> **Try it**
Could you report every line of the listing below that holds the word "matches"?

> **Input data**
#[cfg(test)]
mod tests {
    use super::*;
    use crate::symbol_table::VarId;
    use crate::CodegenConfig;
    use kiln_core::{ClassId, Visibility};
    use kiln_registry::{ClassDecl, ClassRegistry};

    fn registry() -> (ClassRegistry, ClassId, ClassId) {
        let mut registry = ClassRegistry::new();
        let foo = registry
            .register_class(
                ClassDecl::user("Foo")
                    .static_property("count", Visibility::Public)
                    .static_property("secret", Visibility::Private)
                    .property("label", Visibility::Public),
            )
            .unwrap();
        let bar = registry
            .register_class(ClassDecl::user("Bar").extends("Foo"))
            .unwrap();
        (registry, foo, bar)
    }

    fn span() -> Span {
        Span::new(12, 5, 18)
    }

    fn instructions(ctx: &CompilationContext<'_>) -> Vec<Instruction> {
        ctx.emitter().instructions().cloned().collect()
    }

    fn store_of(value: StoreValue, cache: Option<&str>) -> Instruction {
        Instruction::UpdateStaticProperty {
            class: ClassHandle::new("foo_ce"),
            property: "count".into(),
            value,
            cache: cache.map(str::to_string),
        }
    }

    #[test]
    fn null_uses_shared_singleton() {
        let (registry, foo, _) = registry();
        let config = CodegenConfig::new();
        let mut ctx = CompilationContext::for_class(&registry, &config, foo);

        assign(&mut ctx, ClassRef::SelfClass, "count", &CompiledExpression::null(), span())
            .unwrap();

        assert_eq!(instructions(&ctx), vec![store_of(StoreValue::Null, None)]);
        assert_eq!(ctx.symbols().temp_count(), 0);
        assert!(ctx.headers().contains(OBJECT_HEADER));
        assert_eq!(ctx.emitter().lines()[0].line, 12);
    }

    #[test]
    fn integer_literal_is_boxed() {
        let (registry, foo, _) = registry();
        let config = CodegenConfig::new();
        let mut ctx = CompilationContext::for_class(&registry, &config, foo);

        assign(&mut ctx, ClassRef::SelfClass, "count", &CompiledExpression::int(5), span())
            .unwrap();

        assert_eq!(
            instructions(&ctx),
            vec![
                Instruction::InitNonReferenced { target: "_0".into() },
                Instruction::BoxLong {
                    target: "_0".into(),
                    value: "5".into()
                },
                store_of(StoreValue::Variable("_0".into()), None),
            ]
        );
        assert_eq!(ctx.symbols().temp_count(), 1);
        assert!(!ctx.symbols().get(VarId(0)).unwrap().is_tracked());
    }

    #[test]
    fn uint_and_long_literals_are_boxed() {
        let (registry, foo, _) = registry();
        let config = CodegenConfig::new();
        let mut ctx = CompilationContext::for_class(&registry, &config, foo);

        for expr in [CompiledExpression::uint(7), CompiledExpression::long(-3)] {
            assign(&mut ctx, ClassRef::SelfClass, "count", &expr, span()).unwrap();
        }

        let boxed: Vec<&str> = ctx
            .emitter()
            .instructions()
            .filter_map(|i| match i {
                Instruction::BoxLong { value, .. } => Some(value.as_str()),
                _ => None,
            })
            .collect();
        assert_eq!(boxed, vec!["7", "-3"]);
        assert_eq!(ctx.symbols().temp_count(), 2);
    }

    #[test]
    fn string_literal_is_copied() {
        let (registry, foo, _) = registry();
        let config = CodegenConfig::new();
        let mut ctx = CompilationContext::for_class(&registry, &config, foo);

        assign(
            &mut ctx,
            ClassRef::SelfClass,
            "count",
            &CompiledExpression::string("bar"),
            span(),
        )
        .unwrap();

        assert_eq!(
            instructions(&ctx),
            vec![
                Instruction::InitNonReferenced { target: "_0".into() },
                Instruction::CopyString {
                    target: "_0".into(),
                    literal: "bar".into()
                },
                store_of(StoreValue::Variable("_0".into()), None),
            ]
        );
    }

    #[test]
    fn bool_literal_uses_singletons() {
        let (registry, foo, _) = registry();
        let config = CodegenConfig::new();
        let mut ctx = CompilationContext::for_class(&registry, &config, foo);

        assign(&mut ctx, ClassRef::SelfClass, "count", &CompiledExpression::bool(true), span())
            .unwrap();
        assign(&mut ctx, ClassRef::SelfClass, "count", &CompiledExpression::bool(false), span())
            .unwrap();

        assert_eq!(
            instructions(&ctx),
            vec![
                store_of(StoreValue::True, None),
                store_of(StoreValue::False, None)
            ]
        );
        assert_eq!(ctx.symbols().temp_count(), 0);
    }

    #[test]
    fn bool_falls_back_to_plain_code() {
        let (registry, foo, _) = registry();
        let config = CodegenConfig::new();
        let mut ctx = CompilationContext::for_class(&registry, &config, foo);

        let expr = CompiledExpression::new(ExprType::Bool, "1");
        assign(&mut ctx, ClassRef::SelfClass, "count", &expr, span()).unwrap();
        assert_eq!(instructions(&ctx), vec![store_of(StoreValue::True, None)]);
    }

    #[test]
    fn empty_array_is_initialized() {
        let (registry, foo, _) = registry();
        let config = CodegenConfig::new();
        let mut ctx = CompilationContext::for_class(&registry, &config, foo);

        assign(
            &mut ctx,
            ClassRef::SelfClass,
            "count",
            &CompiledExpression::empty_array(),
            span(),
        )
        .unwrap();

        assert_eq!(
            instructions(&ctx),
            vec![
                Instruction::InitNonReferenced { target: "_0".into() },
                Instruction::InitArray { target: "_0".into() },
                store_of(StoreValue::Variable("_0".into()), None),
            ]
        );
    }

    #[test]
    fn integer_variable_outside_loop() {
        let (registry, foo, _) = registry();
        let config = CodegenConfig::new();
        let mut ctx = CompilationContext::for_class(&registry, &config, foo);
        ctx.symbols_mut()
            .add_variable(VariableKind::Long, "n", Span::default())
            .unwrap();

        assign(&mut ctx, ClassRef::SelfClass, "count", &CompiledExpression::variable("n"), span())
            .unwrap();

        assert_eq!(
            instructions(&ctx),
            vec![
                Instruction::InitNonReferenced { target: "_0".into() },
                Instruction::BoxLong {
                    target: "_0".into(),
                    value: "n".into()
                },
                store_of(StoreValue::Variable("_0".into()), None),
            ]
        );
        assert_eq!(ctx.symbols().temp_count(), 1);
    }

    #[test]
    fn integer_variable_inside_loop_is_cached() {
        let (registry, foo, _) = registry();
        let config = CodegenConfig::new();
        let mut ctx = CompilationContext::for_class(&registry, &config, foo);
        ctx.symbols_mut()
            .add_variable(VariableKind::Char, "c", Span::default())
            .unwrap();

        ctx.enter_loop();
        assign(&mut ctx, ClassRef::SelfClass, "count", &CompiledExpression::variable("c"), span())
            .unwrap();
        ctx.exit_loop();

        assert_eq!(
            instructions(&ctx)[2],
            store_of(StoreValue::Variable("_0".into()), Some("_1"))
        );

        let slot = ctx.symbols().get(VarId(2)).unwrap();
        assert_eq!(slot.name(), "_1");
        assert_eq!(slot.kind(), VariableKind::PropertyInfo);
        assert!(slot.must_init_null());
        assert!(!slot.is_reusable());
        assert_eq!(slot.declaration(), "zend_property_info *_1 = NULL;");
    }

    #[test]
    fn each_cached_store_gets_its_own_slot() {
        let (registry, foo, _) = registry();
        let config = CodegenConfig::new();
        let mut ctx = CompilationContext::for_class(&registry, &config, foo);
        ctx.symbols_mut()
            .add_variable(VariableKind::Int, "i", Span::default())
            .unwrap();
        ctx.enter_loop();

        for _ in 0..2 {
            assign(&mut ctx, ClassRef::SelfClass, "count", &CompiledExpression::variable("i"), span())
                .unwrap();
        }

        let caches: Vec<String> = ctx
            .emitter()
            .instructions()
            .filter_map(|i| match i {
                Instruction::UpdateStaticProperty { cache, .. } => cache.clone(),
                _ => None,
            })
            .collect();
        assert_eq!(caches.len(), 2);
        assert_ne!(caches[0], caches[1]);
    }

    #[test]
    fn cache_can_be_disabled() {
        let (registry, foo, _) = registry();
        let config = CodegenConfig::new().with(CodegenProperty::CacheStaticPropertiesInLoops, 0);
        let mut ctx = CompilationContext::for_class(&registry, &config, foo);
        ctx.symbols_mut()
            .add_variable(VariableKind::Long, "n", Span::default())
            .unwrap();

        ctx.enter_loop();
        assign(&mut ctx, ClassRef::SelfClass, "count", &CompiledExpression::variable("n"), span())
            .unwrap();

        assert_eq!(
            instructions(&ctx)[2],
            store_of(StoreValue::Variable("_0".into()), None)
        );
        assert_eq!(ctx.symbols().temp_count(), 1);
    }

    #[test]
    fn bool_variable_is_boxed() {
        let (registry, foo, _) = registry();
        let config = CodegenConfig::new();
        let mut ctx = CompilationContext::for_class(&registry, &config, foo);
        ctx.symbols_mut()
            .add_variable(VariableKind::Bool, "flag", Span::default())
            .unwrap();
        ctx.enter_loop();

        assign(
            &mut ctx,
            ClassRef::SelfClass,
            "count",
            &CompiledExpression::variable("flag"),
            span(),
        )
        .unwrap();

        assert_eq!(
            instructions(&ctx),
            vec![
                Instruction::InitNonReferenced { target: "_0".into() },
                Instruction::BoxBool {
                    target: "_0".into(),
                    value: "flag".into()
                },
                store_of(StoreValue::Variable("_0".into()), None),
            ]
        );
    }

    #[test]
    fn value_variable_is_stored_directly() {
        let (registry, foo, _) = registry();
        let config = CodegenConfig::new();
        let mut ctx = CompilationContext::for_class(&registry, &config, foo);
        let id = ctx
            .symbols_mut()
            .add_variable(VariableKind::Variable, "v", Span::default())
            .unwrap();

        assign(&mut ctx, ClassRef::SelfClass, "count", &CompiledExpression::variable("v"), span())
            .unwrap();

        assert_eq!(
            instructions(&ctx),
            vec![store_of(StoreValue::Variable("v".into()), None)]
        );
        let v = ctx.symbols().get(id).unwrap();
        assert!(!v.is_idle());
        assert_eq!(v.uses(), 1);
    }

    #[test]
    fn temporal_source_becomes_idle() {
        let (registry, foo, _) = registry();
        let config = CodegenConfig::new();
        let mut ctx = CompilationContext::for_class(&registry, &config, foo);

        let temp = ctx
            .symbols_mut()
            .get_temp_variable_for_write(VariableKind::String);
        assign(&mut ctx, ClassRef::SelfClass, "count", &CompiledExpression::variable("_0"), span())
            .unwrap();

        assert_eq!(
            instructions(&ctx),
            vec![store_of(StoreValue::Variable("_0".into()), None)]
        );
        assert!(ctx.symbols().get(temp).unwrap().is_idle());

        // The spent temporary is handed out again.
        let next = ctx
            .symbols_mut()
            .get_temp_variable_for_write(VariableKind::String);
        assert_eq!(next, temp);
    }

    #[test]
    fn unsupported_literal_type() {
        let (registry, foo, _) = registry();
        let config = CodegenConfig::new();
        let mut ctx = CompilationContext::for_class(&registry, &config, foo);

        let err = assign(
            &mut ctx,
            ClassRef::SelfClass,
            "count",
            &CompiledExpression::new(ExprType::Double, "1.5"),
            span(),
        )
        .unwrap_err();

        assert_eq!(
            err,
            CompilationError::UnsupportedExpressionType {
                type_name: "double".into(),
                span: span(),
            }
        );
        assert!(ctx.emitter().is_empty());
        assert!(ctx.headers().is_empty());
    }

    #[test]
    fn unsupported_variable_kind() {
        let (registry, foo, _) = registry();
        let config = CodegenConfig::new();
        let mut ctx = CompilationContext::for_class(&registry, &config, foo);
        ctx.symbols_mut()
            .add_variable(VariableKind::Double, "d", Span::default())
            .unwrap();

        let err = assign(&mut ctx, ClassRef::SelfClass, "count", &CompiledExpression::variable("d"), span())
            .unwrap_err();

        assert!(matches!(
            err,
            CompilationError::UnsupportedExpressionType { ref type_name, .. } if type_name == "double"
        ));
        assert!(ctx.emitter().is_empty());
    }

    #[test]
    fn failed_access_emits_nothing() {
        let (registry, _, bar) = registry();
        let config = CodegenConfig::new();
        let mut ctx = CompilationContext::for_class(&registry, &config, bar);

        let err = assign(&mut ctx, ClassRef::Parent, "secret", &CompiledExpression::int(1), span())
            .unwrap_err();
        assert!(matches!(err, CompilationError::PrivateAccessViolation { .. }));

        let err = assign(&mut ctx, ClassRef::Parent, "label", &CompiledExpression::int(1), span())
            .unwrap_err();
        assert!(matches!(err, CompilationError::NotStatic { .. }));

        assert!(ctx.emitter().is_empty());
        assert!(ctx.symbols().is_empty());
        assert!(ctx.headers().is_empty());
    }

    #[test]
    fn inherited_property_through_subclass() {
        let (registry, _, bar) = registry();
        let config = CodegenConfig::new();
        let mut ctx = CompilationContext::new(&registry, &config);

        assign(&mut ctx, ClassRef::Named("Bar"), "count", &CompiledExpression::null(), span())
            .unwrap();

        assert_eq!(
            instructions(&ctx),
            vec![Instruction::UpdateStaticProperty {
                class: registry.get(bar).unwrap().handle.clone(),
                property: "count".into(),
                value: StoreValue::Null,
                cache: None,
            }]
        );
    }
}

> **Task answer**
        assert!(matches!(
        assert!(matches!(err, CompilationError::PrivateAccessViolation { .. }));
        assert!(matches!(err, CompilationError::NotStatic { .. }));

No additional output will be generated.